SOLAR PANEL FARM
Yes to solar farm near Hutton
We have a small farm in Hutton, Essex, and we were approached by Lightsource Renewable Energy - a British solar energy company - with a proposition to install a solar farm in a field which is completely hidden from view, and away from roads and houses. The proposal is that this small, underused piece of land would remain green belt and also become multi-functional.
It would serve society by producing green, solar energy. It would remain in agricultural production by having sheep grazing amongst the panels, and it would benefit wildlife through seeding species-rich grasses and planting new hedgerows and trees. In addition to this we would allow schools to conduct field trips, with Lightsource providing educational packs and expertise.
Brentwood Council refused the application for planning permission as they said it would “decrease the openness of the green belt". But actually, the site is very well hidden from view by hedgerows and trees, so there would be no perceptible change to the openness or appearance of the green belt.
The decision from Brentwood Council comes despite it being written in their own evidence base for the new local plan that to meet a 15% renewable energy generation target, renewable development would need to be within the Green Belt. The Government’s national policy also states that renewable energy development is not prohibited outright in the green belt, and it can therefore be used for renewable energy generation in order to meet Government targets where the environmental benefits outweigh any negatives. The National Planning Policy Framework 2012 (NPPF) states a presumption in favour of sustainable development. Paragraph 14 states that development should be granted unless the harm of doing so would significantly and demonstrably outweigh the benefits. In this case, the proposal would not result in any adverse effects to its surroundings or neighbouring residents, and the environmental benefits are clear.

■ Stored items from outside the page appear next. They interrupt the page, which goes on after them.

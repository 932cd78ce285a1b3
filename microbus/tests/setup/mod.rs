/*
 * Copyright (c) 2024. Govcraft
 *
 * Licensed under either of
 *   * Apache License, Version 2.0 (the "License");
 *     you may not use this file except in compliance with the License.
 *     You may obtain a copy of the License at http://www.apache.org/licenses/LICENSE-2.0
 *   * MIT license: http://opensource.org/licenses/MIT
 *
 * Unless required by applicable law or agreed to in writing, software
 * distributed under the License is distributed on an "AS IS" BASIS,
 * WITHOUT WARRANTIES OR CONDITIONS OF ANY KIND, either express or implied.
 * See the applicable License for the specific language governing permissions and
 * limitations under that License.
 */

use std::sync::Once;

use tracing::Level;
use tracing_appender::rolling::{RollingFileAppender, Rotation};
use tracing_subscriber::fmt::format::FmtSpan;
use tracing_subscriber::{EnvFilter, FmtSubscriber};

pub use messages::*;
pub use workers::*;

pub mod messages;
pub mod workers;

static INIT: Once = Once::new();

/// Installs the global tracing subscriber for tests, once per test binary.
///
/// Output goes to `logs/microbus_tests.txt` through a non-blocking writer.
/// `RUST_LOG` overrides the default filter.
pub fn initialize_tracing() {
    INIT.call_once(|| {
        std::fs::create_dir_all("logs").expect("could not create logs dir");

        let file_appender = RollingFileAppender::new(Rotation::NEVER, "logs", "microbus_tests.txt");
        let (non_blocking, guard) = tracing_appender::non_blocking(file_appender);
        // keep the writer alive until the process exits
        Box::leak(Box::new(guard));

        let filter = EnvFilter::try_from_default_env().unwrap_or_else(|_| {
            EnvFilter::new("info")
                .add_directive("microbus=trace".parse().expect("valid directive"))
                .add_directive("bus_tests=trace".parse().expect("valid directive"))
                .add_directive("worker_tests=trace".parse().expect("valid directive"))
        });

        let subscriber = FmtSubscriber::builder()
            .with_span_events(FmtSpan::NONE)
            .with_max_level(Level::TRACE)
            .compact()
            .with_line_number(true)
            .without_time()
            .with_target(true)
            .with_env_filter(filter)
            .with_writer(non_blocking)
            .finish();

        tracing::subscriber::set_global_default(subscriber)
            .expect("setting default subscriber failed");
    });
}
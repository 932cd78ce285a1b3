/*
 * Copyright (c) 2024. Govcraft
 *
 * Licensed under either of
 *   * Apache License, Version 2.0 (the "License");
 *     you may not use this file except in compliance with the License.
 *     You may obtain a copy of the License at http://www.apache.org/licenses/LICENSE-2.0
 *   * MIT license: http://opensource.org/licenses/MIT
 *
 * Unless required by applicable law or agreed to in writing, software
 * distributed under the License is distributed on an "AS IS" BASIS,
 * WITHOUT WARRANTIES OR CONDITIONS OF ANY KIND, either express or implied.
 * See the applicable License for the specific language governing permissions and
 * limitations under that License.
 */
use std::fmt;
use std::hash::{Hash, Hasher};
use std::sync::atomic::{AtomicU64, Ordering};
use std::sync::Arc;

static NEXT_WORKER: AtomicU64 = AtomicU64::new(1);

/// Identity of a worker on the bus.
///
/// The name is diagnostic only and need not be unique; two workers with the
/// same name are still different workers. Equality and hashing use the
/// process-wide sequence number allocated by [`WorkerId::new`].
#[derive(Clone)]
pub struct WorkerId {
    seq: u64,
    name: Arc<str>,
}

impl WorkerId {
    /// Allocates a fresh identity with the given diagnostic name.
    pub fn new(name: impl Into<Arc<str>>) -> Self {
        Self {
            seq: NEXT_WORKER.fetch_add(1, Ordering::Relaxed),
            name: name.into(),
        }
    }

    /// The diagnostic name.
    #[inline]
    #[must_use]
    pub fn name(&self) -> &str {
        &self.name
    }
}

impl PartialEq for WorkerId {
    fn eq(&self, other: &Self) -> bool {
        self.seq == other.seq
    }
}

impl Eq for WorkerId {}

impl Hash for WorkerId {
    fn hash<H: Hasher>(&self, state: &mut H) {
        self.seq.hash(state);
    }
}

impl fmt::Display for WorkerId {
    fn fmt(&self, f: &mut fmt::Formatter<'_>) -> fmt::Result {
        write!(f, "{}#{}", self.name, self.seq)
    }
}

impl fmt::Debug for WorkerId {
    fn fmt(&self, f: &mut fmt::Formatter<'_>) -> fmt::Result {
        write!(f, "WorkerId({self})")
    }
}

#[cfg(test)]
mod tests {
    use super::*;

    #[test]
    fn same_name_still_distinct() {
        let a = WorkerId::new("camera");
        let b = WorkerId::new("camera");
        assert_ne!(a, b);
        assert_eq!(a.name(), b.name());
        assert_eq!(a.clone(), a);
    }
}
/*
 * Copyright (c) 2024. Govcraft
 *
 * Licensed under either of
 *   * Apache License, Version 2.0 (the "License");
 *     you may not use this file except in compliance with the License.
 *     You may obtain a copy of the License at http://www.apache.org/licenses/LICENSE-2.0
 *   * MIT license: http://opensource.org/licenses/MIT
 *
 * Unless required by applicable law or agreed to in writing, software
 * distributed under the License is distributed on an "AS IS" BASIS,
 * WITHOUT WARRANTIES OR CONDITIONS OF ANY KIND, either express or implied.
 * See the applicable License for the specific language governing permissions and
 * limitations under that License.
 */

pub use bus_error::BusError;
pub use envelope::{Envelope, EventId};
pub use lifecycle::{WorkerState, WorkerStateChanged};
pub use message_context::{BroadcastContext, EventContext};

mod bus_error;
mod envelope;
mod lifecycle;
mod message_context;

Lightsource employed an independent company to determine if there were any brownfield sites in Brentwood which would be suitable for the development and they could find none which would generate an equivalent energy output.
Some councils are pledging to be completely green and carbon free by the year 2030, but Brentwood Council have no large scale renewable energy sites and none planned.
The problem we have as a small island is that we have a constantly increasing population who will all require homes, hospitals, offices and factories. This will put an increased burden on our energy supply. Land in Great Britain is a scarce resource and if we can therefore make land multi-functional we have to do it. That’s why this solar farm proposal is so ingenious.
We have taken the planning application to Appeal and I was very hopeful it would be approved by the Planning Inspectorate. However, we have recently been advised that it is now being decided by the Secretary of State for Communities and Local Government.
If you are a supporter of renewable energy, please sign this petition. It will be sent to the Secretary of State to demonstrate that our community values clean energy generation, and that we would like to see this well-hidden site become multi-functional and host both agriculture and solar energy generation.